(SOURCE MATERIAL begins)
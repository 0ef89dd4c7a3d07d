// Copyright 2025 the Cartograph Authors
// SPDX-License-Identifier: Apache-2.0 OR MIT

//! Pan and zoom limiting.
//!
//! The functions here are stateless: they look at a proposed [`Viewport`]
//! state and pull it back inside the configured limits. Resolution is always
//! limited before the extent, because the visible extent depends on the
//! resolution.

use alloc::vec::Vec;

use kurbo::{Point, Rect};

use crate::Viewport;
use crate::modes::{PanMode, ZoomMode};

/// Inclusive range of allowed resolutions.
#[derive(Clone, Copy, Debug, PartialEq)]
pub struct ZoomLimits {
    /// Smallest allowed resolution (most zoomed in).
    pub min: f64,
    /// Largest allowed resolution (most zoomed out).
    pub max: f64,
}

impl ZoomLimits {
    /// Creates a range from two bounds in any order.
    #[must_use]
    pub fn new(a: f64, b: f64) -> Self {
        if a <= b {
            Self { min: a, max: b }
        } else {
            Self { min: b, max: a }
        }
    }

    /// Returns the extremes of a resolution sequence.
    ///
    /// Entries that are not positive and finite are skipped. Returns `None`
    /// when no usable entry remains.
    #[must_use]
    pub fn from_resolutions(resolutions: &[f64]) -> Option<Self> {
        let mut usable = resolutions
            .iter()
            .copied()
            .filter(|r| *r > 0.0 && r.is_finite());
        let first = usable.next()?;
        Some(usable.fold(Self::new(first, first), |acc, r| Self {
            min: acc.min.min(r),
            max: acc.max.max(r),
        }))
    }

    /// Clamps `resolution` into the range. `NaN` maps to `min`.
    #[must_use]
    pub fn clamp(&self, resolution: f64) -> f64 {
        if resolution.is_nan() || resolution < self.min {
            self.min
        } else if resolution > self.max {
            self.max
        } else {
            resolution
        }
    }
}

/// Pan and zoom limit configuration of a map.
#[derive(Clone, Debug, Default, PartialEq)]
pub struct ViewportLimits {
    /// How the center is kept near the limit box.
    pub pan_mode: PanMode,
    /// Explicit pan limit box; when `None` the data envelope is used.
    pub pan_limits: Option<Rect>,
    /// How the resolution is limited.
    pub zoom_mode: ZoomMode,
    /// Explicit resolution range; when `None` the extremes of
    /// [`ViewportLimits::resolutions`] are used.
    pub zoom_limits: Option<ZoomLimits>,
    /// Allowed resolutions, typically the tile pyramid of the base layer.
    pub resolutions: Vec<f64>,
}

impl ViewportLimits {
    /// Applies [`limit`] with this configuration.
    pub fn limit(&self, viewport: &mut Viewport, envelope: Option<Rect>) {
        limit(
            viewport,
            self.zoom_mode,
            self.zoom_limits,
            &self.resolutions,
            self.pan_mode,
            self.pan_limits,
            envelope,
        );
    }

    /// Applies [`limit_extent`] with this configuration.
    pub fn limit_extent(&self, viewport: &mut Viewport, envelope: Option<Rect>) {
        limit_extent(viewport, self.pan_mode, self.pan_limits, envelope);
    }
}

/// Limits resolution, then extent.
///
/// See [`limit_resolution`] and [`limit_extent`].
pub fn limit(
    viewport: &mut Viewport,
    zoom_mode: ZoomMode,
    zoom_limits: Option<ZoomLimits>,
    resolutions: &[f64],
    pan_mode: PanMode,
    pan_limits: Option<Rect>,
    envelope: Option<Rect>,
) {
    let resolution = limit_resolution(
        viewport.resolution(),
        viewport.width(),
        viewport.height(),
        zoom_mode,
        zoom_limits,
        resolutions,
        envelope,
    );
    viewport.set_resolution(resolution);
    limit_extent(viewport, pan_mode, pan_limits, envelope);
}

/// Returns `resolution` limited according to `zoom_mode`.
///
/// `zoom_limits` takes precedence over the extremes of `resolutions`. When
/// neither yields a range the input is returned unchanged. `width`/`height`
/// are the screen size and only matter for
/// [`ZoomMode::KeepWithinResolutionsAndAlwaysFillViewport`].
#[must_use]
pub fn limit_resolution(
    resolution: f64,
    width: f64,
    height: f64,
    zoom_mode: ZoomMode,
    zoom_limits: Option<ZoomLimits>,
    resolutions: &[f64],
    envelope: Option<Rect>,
) -> f64 {
    if zoom_mode == ZoomMode::Unlimited {
        return resolution;
    }
    let Some(mut extremes) = zoom_limits.or_else(|| ZoomLimits::from_resolutions(resolutions))
    else {
        return resolution;
    };

    // When filling would need a resolution below the minimum, both limits
    // cannot be met at once and the resolution extremes win.
    if zoom_mode == ZoomMode::KeepWithinResolutionsAndAlwaysFillViewport
        && let Some(fill) = envelope.and_then(|e| filling_resolution(e.abs(), width, height))
        && fill >= extremes.min
    {
        extremes.max = extremes.max.min(fill);
    }

    extremes.clamp(resolution)
}

/// Resolution at which `envelope` covers the whole screen.
fn filling_resolution(envelope: Rect, width: f64, height: f64) -> Option<f64> {
    if width <= 0.0 || height <= 0.0 {
        return None;
    }
    let fill = (envelope.width() / width).min(envelope.height() / height);
    (fill > 0.0 && fill.is_finite()).then_some(fill)
}

/// Moves the viewport center so the view respects `pan_mode`.
///
/// The limit box is `pan_limits` if given, otherwise `envelope`. Without
/// either the viewport is left unchanged.
pub fn limit_extent(
    viewport: &mut Viewport,
    pan_mode: PanMode,
    pan_limits: Option<Rect>,
    envelope: Option<Rect>,
) {
    let Some(bounds) = pan_limits.or(envelope).map(|b| b.abs()) else {
        return;
    };
    if !bounds.is_finite() {
        return;
    }
    let center = viewport.center();
    let limited = match pan_mode {
        PanMode::Unlimited => return,
        PanMode::KeepCenterWithinExtent => Point::new(
            center.x.clamp(bounds.x0, bounds.x1),
            center.y.clamp(bounds.y0, bounds.y1),
        ),
        PanMode::KeepWithinExtent => {
            let extent = viewport.extent();
            Point::new(
                center.x + axis_shift(extent.x0, extent.x1, bounds.x0, bounds.x1),
                center.y + axis_shift(extent.y0, extent.y1, bounds.y0, bounds.y1),
            )
        }
    };
    viewport.set_center(limited);
}

/// Shift along one axis that moves `[lo, hi]` inside `[min, max]`, or centers
/// it on `[min, max]` when it does not fit.
fn axis_shift(lo: f64, hi: f64, min: f64, max: f64) -> f64 {
    if hi - lo >= max - min {
        (min + max) * 0.5 - (lo + hi) * 0.5
    } else if lo < min {
        min - lo
    } else if hi > max {
        max - hi
    } else {
        0.0
    }
}

/// Next resolution when zooming in one step.
///
/// Picks the largest entry of `resolutions` that is smaller than `current`;
/// without one, halves `current`.
#[must_use]
pub fn zoom_in_resolution(resolutions: &[f64], current: f64) -> f64 {
    let threshold = current * (1.0 - 1e-9);
    resolutions
        .iter()
        .copied()
        .filter(|r| *r > 0.0 && *r < threshold)
        .reduce(f64::max)
        .unwrap_or(current * 0.5)
}

/// Next resolution when zooming out one step.
///
/// Picks the smallest entry of `resolutions` that is larger than `current`;
/// without one, doubles `current`.
#[must_use]
pub fn zoom_out_resolution(resolutions: &[f64], current: f64) -> f64 {
    let threshold = current * (1.0 + 1e-9);
    resolutions
        .iter()
        .copied()
        .filter(|r| r.is_finite() && *r > threshold)
        .reduce(f64::min)
        .unwrap_or(current * 2.0)
}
(SOURCE MATERIAL ends)
**THE PROBLEM**
Each line above must be output exactly as it stands.

**RESULT**
repository 0ef89dd4c7a3d07d
// Copyright 2025 the Cartograph Authors
// SPDX-License-Identifier: Apache-2.0 OR MIT

//! Pan and zoom limiting.
//!
//! The functions here are stateless: they look at a proposed [`Viewport`]
//! state and pull it back inside the configured limits. Resolution is always
//! limited before the extent, because the visible extent depends on the
//! resolution.

use alloc::vec::Vec;

use kurbo::{Point, Rect};

use crate::Viewport;
use crate::modes::{PanMode, ZoomMode};

/// Inclusive range of allowed resolutions.
#[derive(Clone, Copy, Debug, PartialEq)]
pub struct ZoomLimits {
    /// Smallest allowed resolution (most zoomed in).
    pub min: f64,
    /// Largest allowed resolution (most zoomed out).
    pub max: f64,
}

impl ZoomLimits {
    /// Creates a range from two bounds in any order.
    #[must_use]
    pub fn new(a: f64, b: f64) -> Self {
        if a <= b {
            Self { min: a, max: b }
        } else {
            Self { min: b, max: a }
        }
    }

    /// Returns the extremes of a resolution sequence.
    ///
    /// Entries that are not positive and finite are skipped. Returns `None`
    /// when no usable entry remains.
    #[must_use]
    pub fn from_resolutions(resolutions: &[f64]) -> Option<Self> {
        let mut usable = resolutions
            .iter()
            .copied()
            .filter(|r| *r > 0.0 && r.is_finite());
        let first = usable.next()?;
        Some(usable.fold(Self::new(first, first), |acc, r| Self {
            min: acc.min.min(r),
            max: acc.max.max(r),
        }))
    }

    /// Clamps `resolution` into the range. `NaN` maps to `min`.
    #[must_use]
    pub fn clamp(&self, resolution: f64) -> f64 {
        if resolution.is_nan() || resolution < self.min {
            self.min
        } else if resolution > self.max {
            self.max
        } else {
            resolution
        }
    }
}

/// Pan and zoom limit configuration of a map.
#[derive(Clone, Debug, Default, PartialEq)]
pub struct ViewportLimits {
    /// How the center is kept near the limit box.
    pub pan_mode: PanMode,
    /// Explicit pan limit box; when `None` the data envelope is used.
    pub pan_limits: Option<Rect>,
    /// How the resolution is limited.
    pub zoom_mode: ZoomMode,
    /// Explicit resolution range; when `None` the extremes of
    /// [`ViewportLimits::resolutions`] are used.
    pub zoom_limits: Option<ZoomLimits>,
    /// Allowed resolutions, typically the tile pyramid of the base layer.
    pub resolutions: Vec<f64>,
}

impl ViewportLimits {
    /// Applies [`limit`] with this configuration.
    pub fn limit(&self, viewport: &mut Viewport, envelope: Option<Rect>) {
        limit(
            viewport,
            self.zoom_mode,
            self.zoom_limits,
            &self.resolutions,
            self.pan_mode,
            self.pan_limits,
            envelope,
        );
    }

    /// Applies [`limit_extent`] with this configuration.
    pub fn limit_extent(&self, viewport: &mut Viewport, envelope: Option<Rect>) {
        limit_extent(viewport, self.pan_mode, self.pan_limits, envelope);
    }
}

/// Limits resolution, then extent.
///
/// See [`limit_resolution`] and [`limit_extent`].
pub fn limit(
    viewport: &mut Viewport,
    zoom_mode: ZoomMode,
    zoom_limits: Option<ZoomLimits>,
    resolutions: &[f64],
    pan_mode: PanMode,
    pan_limits: Option<Rect>,
    envelope: Option<Rect>,
) {
    let resolution = limit_resolution(
        viewport.resolution(),
        viewport.width(),
        viewport.height(),
        zoom_mode,
        zoom_limits,
        resolutions,
        envelope,
    );
    viewport.set_resolution(resolution);
    limit_extent(viewport, pan_mode, pan_limits, envelope);
}

/// Returns `resolution` limited according to `zoom_mode`.
///
/// `zoom_limits` takes precedence over the extremes of `resolutions`. When
/// neither yields a range the input is returned unchanged. `width`/`height`
/// are the screen size and only matter for
/// [`ZoomMode::KeepWithinResolutionsAndAlwaysFillViewport`].
#[must_use]
pub fn limit_resolution(
    resolution: f64,
    width: f64,
    height: f64,
    zoom_mode: ZoomMode,
    zoom_limits: Option<ZoomLimits>,
    resolutions: &[f64],
    envelope: Option<Rect>,
) -> f64 {
    if zoom_mode == ZoomMode::Unlimited {
        return resolution;
    }
    let Some(mut extremes) = zoom_limits.or_else(|| ZoomLimits::from_resolutions(resolutions))
    else {
        return resolution;
    };

    // When filling would need a resolution below the minimum, both limits
    // cannot be met at once and the resolution extremes win.
    if zoom_mode == ZoomMode::KeepWithinResolutionsAndAlwaysFillViewport
        && let Some(fill) = envelope.and_then(|e| filling_resolution(e.abs(), width, height))
        && fill >= extremes.min
    {
        extremes.max = extremes.max.min(fill);
    }

    extremes.clamp(resolution)
}

/// Resolution at which `envelope` covers the whole screen.
fn filling_resolution(envelope: Rect, width: f64, height: f64) -> Option<f64> {
    if width <= 0.0 || height <= 0.0 {
        return None;
    }
    let fill = (envelope.width() / width).min(envelope.height() / height);
    (fill > 0.0 && fill.is_finite()).then_some(fill)
}

/// Moves the viewport center so the view respects `pan_mode`.
///
/// The limit box is `pan_limits` if given, otherwise `envelope`. Without
/// either the viewport is left unchanged.
pub fn limit_extent(
    viewport: &mut Viewport,
    pan_mode: PanMode,
    pan_limits: Option<Rect>,
    envelope: Option<Rect>,
) {
    let Some(bounds) = pan_limits.or(envelope).map(|b| b.abs()) else {
        return;
    };
    if !bounds.is_finite() {
        return;
    }
    let center = viewport.center();
    let limited = match pan_mode {
        PanMode::Unlimited => return,
        PanMode::KeepCenterWithinExtent => Point::new(
            center.x.clamp(bounds.x0, bounds.x1),
            center.y.clamp(bounds.y0, bounds.y1),
        ),
        PanMode::KeepWithinExtent => {
            let extent = viewport.extent();
            Point::new(
                center.x + axis_shift(extent.x0, extent.x1, bounds.x0, bounds.x1),
                center.y + axis_shift(extent.y0, extent.y1, bounds.y0, bounds.y1),
            )
        }
    };
    viewport.set_center(limited);
}

/// Shift along one axis that moves `[lo, hi]` inside `[min, max]`, or centers
/// it on `[min, max]` when it does not fit.
fn axis_shift(lo: f64, hi: f64, min: f64, max: f64) -> f64 {
    if hi - lo >= max - min {
        (min + max) * 0.5 - (lo + hi) * 0.5
    } else if lo < min {
        min - lo
    } else if hi > max {
        max - hi
    } else {
        0.0
    }
}

/// Next resolution when zooming in one step.
///
/// Picks the largest entry of `resolutions` that is smaller than `current`;
/// without one, halves `current`.
#[must_use]
pub fn zoom_in_resolution(resolutions: &[f64], current: f64) -> f64 {
    let threshold = current * (1.0 - 1e-9);
    resolutions
        .iter()
        .copied()
        .filter(|r| *r > 0.0 && *r < threshold)
        .reduce(f64::max)
        .unwrap_or(current * 0.5)
}

/// Next resolution when zooming out one step.
///
/// Picks the smallest entry of `resolutions` that is larger than `current`;
/// without one, doubles `current`.
#[must_use]
pub fn zoom_out_resolution(resolutions: &[f64], current: f64) -> f64 {
    let threshold = current * (1.0 + 1e-9);
    resolutions
        .iter()
        .copied()
        .filter(|r| r.is_finite() && *r > threshold)
        .reduce(f64::min)
        .unwrap_or(current * 2.0)
}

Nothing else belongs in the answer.